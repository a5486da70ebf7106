use crate::error::Result;
use crate::kv::KvStore;
use chrono::{DateTime, Duration as ChronoDuration, Utc};
use std::collections::BTreeMap;
use std::time::Duration;
use tracing::{debug, warn};

/// Hook that drives chunk continuations.
pub const PROCESS_CHUNK_HOOK: &str = "treeclosure_process_scan_chunk";

const SCHEDULE_KEY: &str = "treeclosure_schedule";

/// Single-shot continuation registry. Whoever runs the registry fires due
/// hooks by calling the matching scanner operation.
pub trait Scheduler {
    /// Registers `hook` to fire after `delay`, replacing any pending entry.
    fn schedule(&self, hook: &str, delay: Duration) -> Result<()>;
    fn unschedule(&self, hook: &str) -> Result<()>;
    fn is_scheduled(&self, hook: &str) -> Result<bool>;
}

/// Scheduler whose registry is a JSON map of hook → due time kept in a
/// key-value store, so continuations survive process restarts.
pub struct KvScheduler<'a> {
    kv: &'a dyn KvStore,
}

impl<'a> KvScheduler<'a> {
    pub fn new(kv: &'a dyn KvStore) -> Self {
        Self { kv }
    }

    fn load(&self) -> Result<BTreeMap<String, DateTime<Utc>>> {
        match self.kv.get(SCHEDULE_KEY)? {
            Some(bytes) => match serde_json::from_slice(&bytes) {
                Ok(entries) => Ok(entries),
                Err(e) => {
                    warn!("Discarding unreadable schedule registry: {}", e);
                    Ok(BTreeMap::new())
                }
            },
            None => Ok(BTreeMap::new()),
        }
    }

    fn store(&self, entries: &BTreeMap<String, DateTime<Utc>>) -> Result<()> {
        if entries.is_empty() {
            return self.kv.delete(SCHEDULE_KEY);
        }
        let bytes = serde_json::to_vec(entries)?;
        self.kv.set(SCHEDULE_KEY, &bytes)
    }

    pub fn next_due(&self, hook: &str) -> Result<Option<DateTime<Utc>>> {
        Ok(self.load()?.get(hook).copied())
    }

    /// Removes `hook` and returns true if it was due at `now`.
    pub fn take_due(&self, hook: &str, now: DateTime<Utc>) -> Result<bool> {
        let mut entries = self.load()?;
        match entries.get(hook) {
            Some(due) if *due <= now => {
                entries.remove(hook);
                self.store(&entries)?;
                debug!("Firing hook '{}'", hook);
                Ok(true)
            }
            _ => Ok(false),
        }
    }
}

impl Scheduler for KvScheduler<'_> {
    fn schedule(&self, hook: &str, delay: Duration) -> Result<()> {
        let delay = ChronoDuration::from_std(delay).unwrap_or_else(|_| ChronoDuration::zero());
        let due = Utc::now() + delay;
        let mut entries = self.load()?;
        entries.insert(hook.to_string(), due);
        self.store(&entries)?;
        debug!("Scheduled hook '{}' at {}", hook, due.to_rfc3339());
        Ok(())
    }

    fn unschedule(&self, hook: &str) -> Result<()> {
        let mut entries = self.load()?;
        if entries.remove(hook).is_some() {
            self.store(&entries)?;
            debug!("Unscheduled hook '{}'", hook);
        }
        Ok(())
    }

    fn is_scheduled(&self, hook: &str) -> Result<bool> {
        Ok(self.load()?.contains_key(hook))
    }
}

TASK:
Restate verbatim the first line above and all lines after it through the line containing "fn load(&self) ->"; omit the rest.

REPLY TO THE TASK:
repository a5486da70ebf7106
use crate::error::Result;
use crate::kv::KvStore;
use chrono::{DateTime, Duration as ChronoDuration, Utc};
use std::collections::BTreeMap;
use std::time::Duration;
use tracing::{debug, warn};

/// Hook that drives chunk continuations.
pub const PROCESS_CHUNK_HOOK: &str = "treeclosure_process_scan_chunk";

const SCHEDULE_KEY: &str = "treeclosure_schedule";

/// Single-shot continuation registry. Whoever runs the registry fires due
/// hooks by calling the matching scanner operation.
pub trait Scheduler {
    /// Registers `hook` to fire after `delay`, replacing any pending entry.
    fn schedule(&self, hook: &str, delay: Duration) -> Result<()>;
    fn unschedule(&self, hook: &str) -> Result<()>;
    fn is_scheduled(&self, hook: &str) -> Result<bool>;
}

/// Scheduler whose registry is a JSON map of hook → due time kept in a
/// key-value store, so continuations survive process restarts.
pub struct KvScheduler<'a> {
    kv: &'a dyn KvStore,
}

impl<'a> KvScheduler<'a> {
    pub fn new(kv: &'a dyn KvStore) -> Self {
        Self { kv }
    }

    fn load(&self) -> Result<BTreeMap<String, DateTime<Utc>>> {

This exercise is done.